Protein O-GlcNAcylation (O-GlcNAc) is an essential post-translational modification (PTM) in higher eukaryotes. The O-linked β-N-acetylglucosamine transferase (OGT), targets specific Serines and Threonines (S/T) in intracellular proteins. However, unlike phosphorylation, fewer than 25% of known O-GlcNAc sites match a clear sequence pattern. Accordingly, the three-dimensional structures of O-GlcNAc sites were characterised to investigate the role of structure in molecular recognition. From 1,584 O-GlcNAc sites in 620 proteins, 143 were mapped to protein structures determined by X-ray crystallography. The modified S/T were 1.7 times more likely to be annotated in the REM465 field which defines missing residues in a protein structure, while 7 O-GlcNAc sites were solvent inaccessible and unlikely to be targeted by OGT. 132 sites with complete backbone atoms clustered into 10 groups, but these were indistinguishable from clusters from unmodified S/T. This suggests there is no prevalent three-dimensional motif for OGT recognition. Predicted features from the 620 proteins were compared to unmodified S/T in O-GlcNAcylated proteins and globular proteins. The Jpred4 predicted secondary structure shows that modified S/T were more likely to be coils. 5/6 methods to predict intrinsic disorder indicated O-GlcNAcylated S/T to be significantly more disordered than unmodified S/T. Although the analysis did not find a pattern in the site three-dimensional structure, it revealed the residues around the modification site are likely to be disordered and suggests a potential role of secondary structure elements in OGT site recognition.

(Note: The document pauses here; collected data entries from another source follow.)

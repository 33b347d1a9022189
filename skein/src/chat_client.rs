//! `ChatClient` contract for agent executors: the seam where an external
//! model provider plugs in, using the richer named-options call shape chat
//! completion and responses APIs share rather than a single fixed turn call.

use async_trait::async_trait;
use futures::stream::BoxStream;
use serde::{Deserialize, Serialize};
use serde_json::{Map, Value};

use crate::tool::Tool;

/// One message in a chat history.
#[derive(Clone, Debug, Serialize, Deserialize)]
pub struct ChatMessage {
    pub role: ChatRole,
    pub content: String,
    #[serde(default, skip_serializing_if = "Option::is_none")]
    pub tool_call_id: Option<String>,
}

#[derive(Clone, Copy, Debug, PartialEq, Eq, Serialize, Deserialize)]
#[serde(rename_all = "snake_case")]
pub enum ChatRole {
    System,
    User,
    Assistant,
    Tool,
}

/// A model's request to invoke a locally-registered `Tool::Function`.
#[derive(Clone, Debug, Serialize, Deserialize)]
pub struct ToolCall {
    pub call_id: String,
    pub name: String,
    pub arguments: Value,
}

/// Named call options. Unrecognized entries round-trip through `extra`
/// rather than being silently dropped, matching a passthrough contract the
/// pack's options-map callers rely on.
#[derive(Clone, Debug, Default, Serialize, Deserialize)]
pub struct ChatOptions {
    #[serde(default, skip_serializing_if = "Option::is_none")]
    pub tools: Option<Vec<Tool>>,
    #[serde(default, skip_serializing_if = "Option::is_none")]
    pub tool_choice: Option<String>,
    #[serde(default, skip_serializing_if = "Option::is_none")]
    pub response_format: Option<Value>,
    #[serde(default, skip_serializing_if = "Option::is_none")]
    pub instructions: Option<String>,
    #[serde(default, skip_serializing_if = "Option::is_none")]
    pub max_tokens: Option<u32>,
    #[serde(default, skip_serializing_if = "Option::is_none")]
    pub reasoning_effort: Option<String>,
    #[serde(default, skip_serializing_if = "Option::is_none")]
    pub store: Option<bool>,
    #[serde(default, skip_serializing_if = "Option::is_none")]
    pub thread_id: Option<String>,
    #[serde(default, flatten)]
    pub extra: Map<String, Value>,
}

#[derive(Clone, Debug, Serialize, Deserialize)]
pub struct ChatResponse {
    pub content: String,
    #[serde(default)]
    pub tool_calls: Vec<ToolCall>,
}

#[derive(Clone, Debug, Serialize, Deserialize)]
pub struct ChatResponseChunk {
    pub delta: String,
    #[serde(default)]
    pub done: bool,
}

#[derive(Debug, thiserror::Error)]
pub enum ChatClientError {
    #[error("chat client transport error: {0}")]
    Transport(String),
    #[error("chat client returned an invalid response: {0}")]
    InvalidResponse(String),
}

/// The seam an agent executor calls through; real providers (OpenAI-style
/// chat/responses APIs, local models) implement this, tests use `MockChatClient`.
#[async_trait]
pub trait ChatClient: Send + Sync {
    async fn get_response(
        &self,
        messages: &[ChatMessage],
        options: &ChatOptions,
    ) -> Result<ChatResponse, ChatClientError>;

    async fn get_streaming_response(
        &self,
        messages: &[ChatMessage],
        options: &ChatOptions,
    ) -> Result<BoxStream<'static, ChatResponseChunk>, ChatClientError>;
}

/// A fixed-response `ChatClient`, useful for tests and sample workflows.
pub struct MockChatClient {
    pub response: ChatResponse,
}

impl MockChatClient {
    pub fn text(content: impl Into<String>) -> Self {
        Self { response: ChatResponse { content: content.into(), tool_calls: Vec::new() } }
    }
}

#[async_trait]
impl ChatClient for MockChatClient {
    async fn get_response(
        &self,
        _messages: &[ChatMessage],
        _options: &ChatOptions,
    ) -> Result<ChatResponse, ChatClientError> {
        Ok(self.response.clone())
    }

    async fn get_streaming_response(
        &self,
        _messages: &[ChatMessage],
        _options: &ChatOptions,
    ) -> Result<BoxStream<'static, ChatResponseChunk>, ChatClientError> {
        let chunk = ChatResponseChunk { delta: self.response.content.clone(), done: true };
        Ok(Box::pin(futures::stream::once(async move { chunk })))
    }
}

#[cfg(test)]
mod tests {
    use super::*;

    #[tokio::test]
    async fn mock_chat_client_echoes_fixed_response() {
        let client = MockChatClient::text("hello there");
        let response = client
            .get_response(&[], &ChatOptions::default())
            .await
            .unwrap();
        assert_eq!(response.content, "hello there");
    }

    #[test]
    fn chat_options_extra_round_trips_unknown_keys() {
        let json = serde_json::json!({"instructions": "be terse", "custom_key": 42});
        let options: ChatOptions = serde_json::from_value(json).unwrap();
        assert_eq!(options.instructions.as_deref(), Some("be terse"));
        assert_eq!(options.extra.get("custom_key"), Some(&Value::from(42)));
    }
}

Fig 1. Sequence relative entropy of sites (+/- 7 residues) from 4 posttranslational modifications.

Three kinases with most sites in PhosphoSitePlus database [14] protein kinase A (PKA with 1285 sites), protein kinase C (PKC with 930 sites) and casein kinase 2 (CK2 with 742 sites). 1530 OGT sites were compiled from the same database. The sequence relative entropy was calculated with the WebLogo library [25]. Lines show mean relative entropy and the semi-transparent area represents 95% confidence intervals.

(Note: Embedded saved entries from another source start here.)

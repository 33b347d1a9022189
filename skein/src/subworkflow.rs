//! Sub-workflow executor: wraps a child `Workflow` as an `Executor`,
//! forwarding the child's outputs and HITL requests to the parent.
//! Envelope-wraps child events with the child workflow's id, the same way
//! a session/node envelope tags protocol events with originating context.

use std::sync::atomic::{AtomicBool, Ordering};
use std::sync::Arc;

use async_trait::async_trait;
use futures::StreamExt;
use serde::{Deserialize, Serialize};
use serde_json::Value;
use tokio::sync::Mutex;

use crate::error::WorkflowError;
use crate::event::Event;
use crate::executor::{Context, Executor, HandlerDescriptor};
use crate::message::Message;
use crate::runner::Runner;
use crate::workflow::Workflow;

/// A child workflow's event, tagged with the child's id so a parent caller
/// can address it by a compound correlation token.
#[derive(Clone, Debug, Serialize, Deserialize)]
pub struct ChildEvent {
    pub child_workflow_id: String,
    pub inner: Event,
}

impl ChildEvent {
    /// Compound correlation token for a `RequestInfo` raised by the child:
    /// `"{child_workflow_id}:{request_id}"`.
    pub fn correlation_token(&self) -> Option<String> {
        match &self.inner {
            Event::RequestInfo { request_id, .. } => {
                Some(format!("{}:{request_id}", self.child_workflow_id))
            }
            _ => None,
        }
    }
}

/// Wraps a child `Workflow` as a single-handler `Executor`. The handler's
/// declared input type mirrors the child's start executor's first handler.
pub struct WorkflowExecutor {
    id: String,
    child_workflow_id: String,
    child: Arc<Workflow>,
    descriptors: Vec<HandlerDescriptor>,
    reuse_child_runner: bool,
    runner: Mutex<Option<Arc<Runner>>>,
    deferred_child_output: AtomicBool,
}

impl WorkflowExecutor {
    pub fn new(id: impl Into<String>, child_workflow_id: impl Into<String>, child: Arc<Workflow>) -> Self {
        let descriptors = child
            .executor(child.start_id())
            .map(|e| e.handlers().to_vec())
            .unwrap_or_default();
        Self {
            id: id.into(),
            child_workflow_id: child_workflow_id.into(),
            child,
            descriptors,
            reuse_child_runner: false,
            runner: Mutex::new(None),
            deferred_child_output: AtomicBool::new(false),
        }
    }

    pub fn reuse_child_runner(mut self, enabled: bool) -> Self {
        self.reuse_child_runner = enabled;
        self
    }

    async fn runner_for(&self) -> Arc<Runner> {
        if self.reuse_child_runner {
            let mut slot = self.runner.lock().await;
            if slot.is_none() {
                *slot = Some(Arc::new(Runner::new(self.child.clone())));
            }
            return slot.as_ref().unwrap().clone();
        }
        Arc::new(Runner::new(self.child.clone()))
    }
}

#[async_trait]
impl Executor for WorkflowExecutor {
    fn id(&self) -> &str {
        &self.id
    }

    fn handlers(&self) -> &[HandlerDescriptor] {
        &self.descriptors
    }

    async fn dispatch(&self, message: Message, ctx: Context) -> Result<(), WorkflowError> {
        let runner = self.runner_for().await;
        let mut child_events = Box::pin(runner.event_bus().subscribe());
        let child_workflow_id = self.child_workflow_id.clone();

        let input_json = message.to_json().unwrap_or(Value::Null);
        let drive = runner.run(input_json);
        tokio::pin!(drive);

        let result = loop {
            tokio::select! {
                biased;
                result = &mut drive => break result,
                Some(event) = child_events.next() => {
                    forward_child_event(&ctx, &child_workflow_id, event);
                }
            }
        };

        match result {
            Ok(run_result) => {
                for output in run_result.outputs {
                    ctx.send_message(output, None);
                }
                Ok(())
            }
            Err(err) => Err(WorkflowError::handler(self.id.clone(), ChildError(err.to_string(), err.error_tag()))),
        }
    }

    fn serialize_state(&self) -> Option<Value> {
        None
    }
}

/// Surfaces one child event to the parent as an outgoing `ChildEvent`
/// message; a parent-level `RequestInfoExecutor` or caller can pattern-match
/// `Event::RequestInfo` out of `inner` and address it by `correlation_token`.
fn forward_child_event(ctx: &Context, child_workflow_id: &str, event: Event) {
    let wrapped = ChildEvent { child_workflow_id: child_workflow_id.to_string(), inner: event };
    ctx.send_message(wrapped, None);
}

#[derive(Debug)]
struct ChildError(String, &'static str);

impl std::fmt::Display for ChildError {
    fn fmt(&self, f: &mut std::fmt::Formatter<'_>) -> std::fmt::Result {
        write!(f, "[{}] {}", self.1, self.0)
    }
}

impl std::error::Error for ChildError {}

#[cfg(test)]
mod tests {
    use super::*;
    use crate::executor::ExecutorBuilder;
    use crate::request_info::NullRequestHub;
    use crate::workflow::WorkflowBuilder;
    use tokio_util::sync::CancellationToken;

    fn child_workflow() -> Arc<Workflow> {
        let echo = Arc::new(
            ExecutorBuilder::new("echo")
                .on::<Value, _, _>(|v, ctx| async move {
                    ctx.yield_output((*v).clone());
                    Ok(())
                })
                .build(),
        );
        Arc::new(WorkflowBuilder::new().add_executor(echo).start_with("echo").build().unwrap())
    }

    #[tokio::test]
    async fn dispatch_forwards_child_output_as_outgoing_message() {
        let wrapper = WorkflowExecutor::new("child_wrapper", "child-1", child_workflow());
        let ctx = Context::new("child_wrapper", Arc::new(NullRequestHub), CancellationToken::new());
        wrapper
            .dispatch(Message::new(serde_json::json!("hello")), ctx.clone())
            .await
            .unwrap();
        let outgoing = ctx.take_outgoing();
        assert_eq!(outgoing.len(), 1);
        assert_eq!(
            outgoing[0].payload.downcast_ref::<Value>().unwrap(),
            &serde_json::json!("hello")
        );
    }
}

Fig 2. Diagram of the relationships of among the 5 datasets used in this work.

See Methods for details.

Fig 3. RSA of modified S/T in the SS143 dataset and unmodified S/T in same proteins.

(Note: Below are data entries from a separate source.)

//! Conditional edge: routes to one of two targets based on a pure predicate
//! over the in-flight message, with no side effects.

use std::sync::Arc;

use serde_json::Value;
use skein::{Edge, ExecutorBuilder, Runner, WorkflowBuilder};

#[tokio::test]
async fn conditional_by_age_routes_adult_and_minor_differently() {
    let classify = Arc::new(
        ExecutorBuilder::new("classify")
            .on::<Value, _, _>(|v, ctx| async move {
                ctx.send_message((*v).clone(), None);
                Ok(())
            })
            .build(),
    );
    let adult = Arc::new(
        ExecutorBuilder::new("adult")
            .on::<Value, _, _>(|v, ctx| async move {
                ctx.yield_output(serde_json::json!({"branch": "adult", "person": *v}));
                Ok(())
            })
            .build(),
    );
    let minor = Arc::new(
        ExecutorBuilder::new("minor")
            .on::<Value, _, _>(|v, ctx| async move {
                ctx.yield_output(serde_json::json!({"branch": "minor", "person": *v}));
                Ok(())
            })
            .build(),
    );

    let is_adult = Arc::new(|msg: &skein::Message| {
        msg.downcast_ref::<Value>()
            .and_then(|v| v.get("age"))
            .and_then(Value::as_i64)
            .map(|age| age >= 18)
            .unwrap_or(false)
    });

    let workflow = Arc::new(
        WorkflowBuilder::new()
            .add_executor(classify)
            .add_executor(adult)
            .add_executor(minor)
            .start_with("classify")
            .add_edge(Edge::conditional("classify", is_adult, "adult", Some("minor".into())))
            .build()
            .unwrap(),
    );

    let runner = Runner::new(workflow.clone());
    let result = runner.run(serde_json::json!({"name": "Dana", "age": 30})).await.unwrap();
    assert_eq!(result.outputs[0]["branch"], "adult");

    let runner = Runner::new(workflow);
    let result = runner.run(serde_json::json!({"name": "Kim", "age": 12})).await.unwrap();
    assert_eq!(result.outputs[0]["branch"], "minor");
}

DSSP calculated solvent accessibility was normalised by the residue theoretical maximum accessibility and the derived scores were reduced to three levels: buried (RSA ≤ 0.05), partially buried (0.05 < RSA ≤ 0.25) and exposed (RSA > 0.25) levels. The y-axis and x-axis carry the RSA levels and the RSA distribution for each level, respectively. The mean RSA is equivalent between modified and unmodified residues, at all three levels.

Fig 4. Structural superimpositions for the 10 clusters comprising 96 sites in the SS132 dataset.

Pairs of sites were superimposed on their 7 Cα atoms and the Cβ of the central S/T. Their pairwise RMSD were clustered with complete linkage and Euclidean distance. Clusters were defined by a 3 Å threshold. Green, yellow and grey represent residues in H, E, C secondary structures respectively.

Fig 5. Predicted disorder around O-GlcNAc-sites in the MSS compared to randomly selected S/T in the GS-dataset.

The y-axis shows the log₁₀ odds ratio of the between the proportion of disordered residues in the MSS dataset and the proportion of disordered residues in the GS dataset. The semi-transparent area represents 95% confidence intervals. A residue was defined as disordered according to each method’s threshold. The x-axis represents the distance in residues to the central residue which is always a S/T. DisEMBL-REM465, IUpred-short predict protein structural disorder specifically around the modification site, while the other methods predict intrinsic disorder over O-GlcNAcylated proteins. DisEMBL-REM465 shows a less pronounced increase in predicted disorder compared to the other methods.